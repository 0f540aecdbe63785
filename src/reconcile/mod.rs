//! Reconciliation listener
//!
//! Maps CI callbacks onto step transitions. Every transition is a guarded
//! update, so a replayed callback finds the step already moved and reports
//! `NoOp` instead of applying twice.

pub mod signal;

pub use signal::{CiProvider, CiSignal, CiStatus, CiTarget, normalize_status};

use serde::Serialize;
use serde_json::json;
use std::sync::Arc;

use crate::domain::{NewEvent, NewJob, ProtocolRun, QaPolicy, StepRun, StepStatus, StepUpdate, event_types};
use crate::error::{ProtoflowError, Result};
use crate::orchestrator::Orchestrator;
use crate::policy::{FailureKind, StepOutcome, SuccessKind};
use crate::store::StateStore;

/// What a callback did.
#[derive(Debug, Clone, Copy, PartialEq, Eq, Serialize)]
#[serde(rename_all = "snake_case")]
pub enum ReconcileOutcome {
    /// A transition was written
    Applied,
    /// Already in the state the callback implies
    NoOp,
    /// Recorded, but the callback does not apply to the step's state
    Ignored,
    /// A QA job was queued
    Enqueued,
}

impl ReconcileOutcome {
    pub fn as_str(&self) -> &'static str {
        match self {
            Self::Applied => "applied",
            Self::NoOp => "no_op",
            Self::Ignored => "ignored",
            Self::Enqueued => "enqueued",
        }
    }
}

impl std::fmt::Display for ReconcileOutcome {
    fn fmt(&self, f: &mut std::fmt::Formatter<'_>) -> std::fmt::Result {
        write!(f, "{}", self.as_str())
    }
}

pub struct Reconciler {
    orchestrator: Arc<Orchestrator>,
    /// A CI pass on a step awaiting QA queues QA instead of completing it
    auto_qa_on_ci: bool,
}

impl Reconciler {
    pub fn new(orchestrator: Arc<Orchestrator>, auto_qa_on_ci: bool) -> Self {
        Self {
            orchestrator,
            auto_qa_on_ci,
        }
    }

    fn store(&self) -> &dyn StateStore {
        self.orchestrator.store().as_ref()
    }

    /// Apply one CI callback.
    ///
    /// An unknown run is recorded as a `reconciliation_mismatch` event and
    /// returned as `ReconciliationMismatch`; nothing else changes.
    pub async fn reconcile(&self, signal: &CiSignal) -> Result<ReconcileOutcome> {
        let run = self.resolve_run(signal)?;
        let Some(step) = self.resolve_step(signal, &run)? else {
            self.record(&run, None, event_types::CI_IGNORED, signal, "no step to apply it to")?;
            return Ok(ReconcileOutcome::Ignored);
        };

        let status = signal.normalized();
        log::info!(
            "CI {} signal '{}' ({}) for protocol {} step {} ({})",
            signal.provider,
            signal.status,
            status.as_str(),
            run.id,
            step.id,
            step.status
        );

        match status {
            CiStatus::Running => {
                self.record(&run, Some(&step), event_types::CI_RUNNING, signal, "CI running")?;
                Ok(ReconcileOutcome::NoOp)
            }
            CiStatus::Success => self.on_success(&run, step, signal).await,
            CiStatus::Failure => self.on_failure(&run, step, signal),
            CiStatus::Unrecognized => {
                self.record(&run, Some(&step), event_types::CI_IGNORED, signal, "unrecognized status")?;
                Ok(ReconcileOutcome::Ignored)
            }
        }
    }

    async fn on_success(&self, run: &ProtocolRun, step: StepRun, signal: &CiSignal) -> Result<ReconcileOutcome> {
        match step.status {
            StepStatus::NeedsQa if self.auto_qa_on_ci && step.qa_policy != QaPolicy::Skip => {
                let enqueued = self.orchestrator.queue().enqueue(NewJob::run_qa(&step)).await?;
                if enqueued.coalesced {
                    return Ok(ReconcileOutcome::NoOp);
                }
                self.record(run, Some(&step), event_types::QA_ENQUEUED, signal, "CI passed; QA enqueued")?;
                Ok(ReconcileOutcome::Enqueued)
            }
            StepStatus::NeedsQa => {
                self.complete(run, &step, signal).await?;
                Ok(ReconcileOutcome::Applied)
            }
            StepStatus::Running => {
                let needs_qa = self
                    .orchestrator
                    .set_step(&step, StepUpdate::to(StepStatus::NeedsQa), "ci_passed")?;
                self.complete(run, &needs_qa, signal).await?;
                Ok(ReconcileOutcome::Applied)
            }
            StepStatus::Completed => Ok(ReconcileOutcome::NoOp),
            _ => {
                self.record(run, Some(&step), event_types::CI_IGNORED, signal, "CI passed on an idle step")?;
                Ok(ReconcileOutcome::Ignored)
            }
        }
    }

    fn on_failure(&self, run: &ProtocolRun, step: StepRun, signal: &CiSignal) -> Result<ReconcileOutcome> {
        match step.status {
            StepStatus::Running | StepStatus::NeedsQa => {
                let detail = format!("CI reported '{}' via {}", signal.status, signal.provider);
                self.orchestrator
                    .fail_and_block(&step, FailureKind::Ci, &detail, event_types::CI_FAILED)?;
                Ok(ReconcileOutcome::Applied)
            }
            StepStatus::Failed | StepStatus::Blocked => Ok(ReconcileOutcome::NoOp),
            _ => {
                self.record(run, Some(&step), event_types::CI_IGNORED, signal, "CI failed on an idle step")?;
                Ok(ReconcileOutcome::Ignored)
            }
        }
    }

    async fn complete(&self, run: &ProtocolRun, step: &StepRun, signal: &CiSignal) -> Result<()> {
        self.orchestrator
            .set_step(step, StepUpdate::to(StepStatus::Completed), "ci_passed")?;
        self.record(run, Some(step), event_types::CI_PASSED, signal, "CI passed")?;
        self.orchestrator
            .handle_step_outcome(step.id, StepOutcome::Success(SuccessKind::Ci), "ci passed".to_string())
            .await
    }

    fn resolve_run(&self, signal: &CiSignal) -> Result<ProtocolRun> {
        let found = match &signal.target {
            CiTarget::RunId(id) => self.store().get_protocol_run(*id)?,
            CiTarget::Branch(branch) => self.store().find_protocol_run_by_branch(branch)?,
        };
        match found {
            Some(run) => Ok(run),
            None => Err(self.mismatch(signal, format!("no active protocol run for {}", signal.target))),
        }
    }

    /// The explicit step, else the active one, else the most recently updated
    fn resolve_step(&self, signal: &CiSignal, run: &ProtocolRun) -> Result<Option<StepRun>> {
        match signal.step_run_id {
            Some(id) => match self.store().get_step_run(id)? {
                Some(step) if step.protocol_run_id == run.id => Ok(Some(step)),
                _ => Err(self.mismatch(signal, format!("step {} is not part of protocol {}", id, run.id))),
            },
            None => self.store().latest_step_run(run.id),
        }
    }

    fn mismatch(&self, signal: &CiSignal, message: String) -> ProtoflowError {
        log::warn!("Reconciliation mismatch: {}", message);
        let event = NewEvent::new(event_types::RECONCILIATION_MISMATCH, message.clone()).with_metadata(json!({
            "provider": signal.provider,
            "target": signal.target,
            "status": signal.status,
            "step_run_id": signal.step_run_id,
        }));
        if let Err(e) = self.store().append_event(event) {
            log::error!("Failed to record reconciliation mismatch: {}", e);
        }
        ProtoflowError::ReconciliationMismatch(message)
    }

    fn record(
        &self,
        run: &ProtocolRun,
        step: Option<&StepRun>,
        event_type: &str,
        signal: &CiSignal,
        message: &str,
    ) -> Result<()> {
        let mut event = NewEvent::protocol(
            event_type,
            run.id,
            format!("{} ({} '{}')", message, signal.provider, signal.status),
        )
        .with_metadata(json!({
            "provider": signal.provider,
            "status": signal.status,
            "normalized": signal.normalized().as_str(),
            "signal": signal.metadata,
        }));
        event.step_run_id = step.map(|s| s.id);
        self.store().append_event(event)?;
        Ok(())
    }
}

○ ○ ○ ○

=== WORK INSTRUCTION ===
Please copy out each record, character for character.

=== EXERCISE RESULT ===
repository 0f540aecdbe63785
filename src/reconcile/mod.rs
//! Reconciliation listener
//!
//! Maps CI callbacks onto step transitions. Every transition is a guarded
//! update, so a replayed callback finds the step already moved and reports
//! `NoOp` instead of applying twice.

pub mod signal;

pub use signal::{CiProvider, CiSignal, CiStatus, CiTarget, normalize_status};

use serde::Serialize;
use serde_json::json;
use std::sync::Arc;

use crate::domain::{NewEvent, NewJob, ProtocolRun, QaPolicy, StepRun, StepStatus, StepUpdate, event_types};
use crate::error::{ProtoflowError, Result};
use crate::orchestrator::Orchestrator;
use crate::policy::{FailureKind, StepOutcome, SuccessKind};
use crate::store::StateStore;

/// What a callback did.
#[derive(Debug, Clone, Copy, PartialEq, Eq, Serialize)]
#[serde(rename_all = "snake_case")]
pub enum ReconcileOutcome {
    /// A transition was written
    Applied,
    /// Already in the state the callback implies
    NoOp,
    /// Recorded, but the callback does not apply to the step's state
    Ignored,
    /// A QA job was queued
    Enqueued,
}

impl ReconcileOutcome {
    pub fn as_str(&self) -> &'static str {
        match self {
            Self::Applied => "applied",
            Self::NoOp => "no_op",
            Self::Ignored => "ignored",
            Self::Enqueued => "enqueued",
        }
    }
}

impl std::fmt::Display for ReconcileOutcome {
    fn fmt(&self, f: &mut std::fmt::Formatter<'_>) -> std::fmt::Result {
        write!(f, "{}", self.as_str())
    }
}

pub struct Reconciler {
    orchestrator: Arc<Orchestrator>,
    /// A CI pass on a step awaiting QA queues QA instead of completing it
    auto_qa_on_ci: bool,
}

impl Reconciler {
    pub fn new(orchestrator: Arc<Orchestrator>, auto_qa_on_ci: bool) -> Self {
        Self {
            orchestrator,
            auto_qa_on_ci,
        }
    }

    fn store(&self) -> &dyn StateStore {
        self.orchestrator.store().as_ref()
    }

    /// Apply one CI callback.
    ///
    /// An unknown run is recorded as a `reconciliation_mismatch` event and
    /// returned as `ReconciliationMismatch`; nothing else changes.
    pub async fn reconcile(&self, signal: &CiSignal) -> Result<ReconcileOutcome> {
        let run = self.resolve_run(signal)?;
        let Some(step) = self.resolve_step(signal, &run)? else {
            self.record(&run, None, event_types::CI_IGNORED, signal, "no step to apply it to")?;
            return Ok(ReconcileOutcome::Ignored);
        };

        let status = signal.normalized();
        log::info!(
            "CI {} signal '{}' ({}) for protocol {} step {} ({})",
            signal.provider,
            signal.status,
            status.as_str(),
            run.id,
            step.id,
            step.status
        );

        match status {
            CiStatus::Running => {
                self.record(&run, Some(&step), event_types::CI_RUNNING, signal, "CI running")?;
                Ok(ReconcileOutcome::NoOp)
            }
            CiStatus::Success => self.on_success(&run, step, signal).await,
            CiStatus::Failure => self.on_failure(&run, step, signal),
            CiStatus::Unrecognized => {
                self.record(&run, Some(&step), event_types::CI_IGNORED, signal, "unrecognized status")?;
                Ok(ReconcileOutcome::Ignored)
            }
        }
    }

    async fn on_success(&self, run: &ProtocolRun, step: StepRun, signal: &CiSignal) -> Result<ReconcileOutcome> {
        match step.status {
            StepStatus::NeedsQa if self.auto_qa_on_ci && step.qa_policy != QaPolicy::Skip => {
                let enqueued = self.orchestrator.queue().enqueue(NewJob::run_qa(&step)).await?;
                if enqueued.coalesced {
                    return Ok(ReconcileOutcome::NoOp);
                }
                self.record(run, Some(&step), event_types::QA_ENQUEUED, signal, "CI passed; QA enqueued")?;
                Ok(ReconcileOutcome::Enqueued)
            }
            StepStatus::NeedsQa => {
                self.complete(run, &step, signal).await?;
                Ok(ReconcileOutcome::Applied)
            }
            StepStatus::Running => {
                let needs_qa = self
                    .orchestrator
                    .set_step(&step, StepUpdate::to(StepStatus::NeedsQa), "ci_passed")?;
                self.complete(run, &needs_qa, signal).await?;
                Ok(ReconcileOutcome::Applied)
            }
            StepStatus::Completed => Ok(ReconcileOutcome::NoOp),
            _ => {
                self.record(run, Some(&step), event_types::CI_IGNORED, signal, "CI passed on an idle step")?;
                Ok(ReconcileOutcome::Ignored)
            }
        }
    }

    fn on_failure(&self, run: &ProtocolRun, step: StepRun, signal: &CiSignal) -> Result<ReconcileOutcome> {
        match step.status {
            StepStatus::Running | StepStatus::NeedsQa => {
                let detail = format!("CI reported '{}' via {}", signal.status, signal.provider);
                self.orchestrator
                    .fail_and_block(&step, FailureKind::Ci, &detail, event_types::CI_FAILED)?;
                Ok(ReconcileOutcome::Applied)
            }
            StepStatus::Failed | StepStatus::Blocked => Ok(ReconcileOutcome::NoOp),
            _ => {
                self.record(run, Some(&step), event_types::CI_IGNORED, signal, "CI failed on an idle step")?;
                Ok(ReconcileOutcome::Ignored)
            }
        }
    }

    async fn complete(&self, run: &ProtocolRun, step: &StepRun, signal: &CiSignal) -> Result<()> {
        self.orchestrator
            .set_step(step, StepUpdate::to(StepStatus::Completed), "ci_passed")?;
        self.record(run, Some(step), event_types::CI_PASSED, signal, "CI passed")?;
        self.orchestrator
            .handle_step_outcome(step.id, StepOutcome::Success(SuccessKind::Ci), "ci passed".to_string())
            .await
    }

    fn resolve_run(&self, signal: &CiSignal) -> Result<ProtocolRun> {
        let found = match &signal.target {
            CiTarget::RunId(id) => self.store().get_protocol_run(*id)?,
            CiTarget::Branch(branch) => self.store().find_protocol_run_by_branch(branch)?,
        };
        match found {
            Some(run) => Ok(run),
            None => Err(self.mismatch(signal, format!("no active protocol run for {}", signal.target))),
        }
    }

    /// The explicit step, else the active one, else the most recently updated
    fn resolve_step(&self, signal: &CiSignal, run: &ProtocolRun) -> Result<Option<StepRun>> {
        match signal.step_run_id {
            Some(id) => match self.store().get_step_run(id)? {
                Some(step) if step.protocol_run_id == run.id => Ok(Some(step)),
                _ => Err(self.mismatch(signal, format!("step {} is not part of protocol {}", id, run.id))),
            },
            None => self.store().latest_step_run(run.id),
        }
    }

    fn mismatch(&self, signal: &CiSignal, message: String) -> ProtoflowError {
        log::warn!("Reconciliation mismatch: {}", message);
        let event = NewEvent::new(event_types::RECONCILIATION_MISMATCH, message.clone()).with_metadata(json!({
            "provider": signal.provider,
            "target": signal.target,
            "status": signal.status,
            "step_run_id": signal.step_run_id,
        }));
        if let Err(e) = self.store().append_event(event) {
            log::error!("Failed to record reconciliation mismatch: {}", e);
        }
        ProtoflowError::ReconciliationMismatch(message)
    }

    fn record(
        &self,
        run: &ProtocolRun,
        step: Option<&StepRun>,
        event_type: &str,
        signal: &CiSignal,
        message: &str,
    ) -> Result<()> {
        let mut event = NewEvent::protocol(
            event_type,
            run.id,
            format!("{} ({} '{}')", message, signal.provider, signal.status),
        )
        .with_metadata(json!({
            "provider": signal.provider,
            "status": signal.status,
            "normalized": signal.normalized().as_str(),
            "signal": signal.metadata,
        }));
        event.step_run_id = step.map(|s| s.id);
        self.store().append_event(event)?;
        Ok(())
    }
}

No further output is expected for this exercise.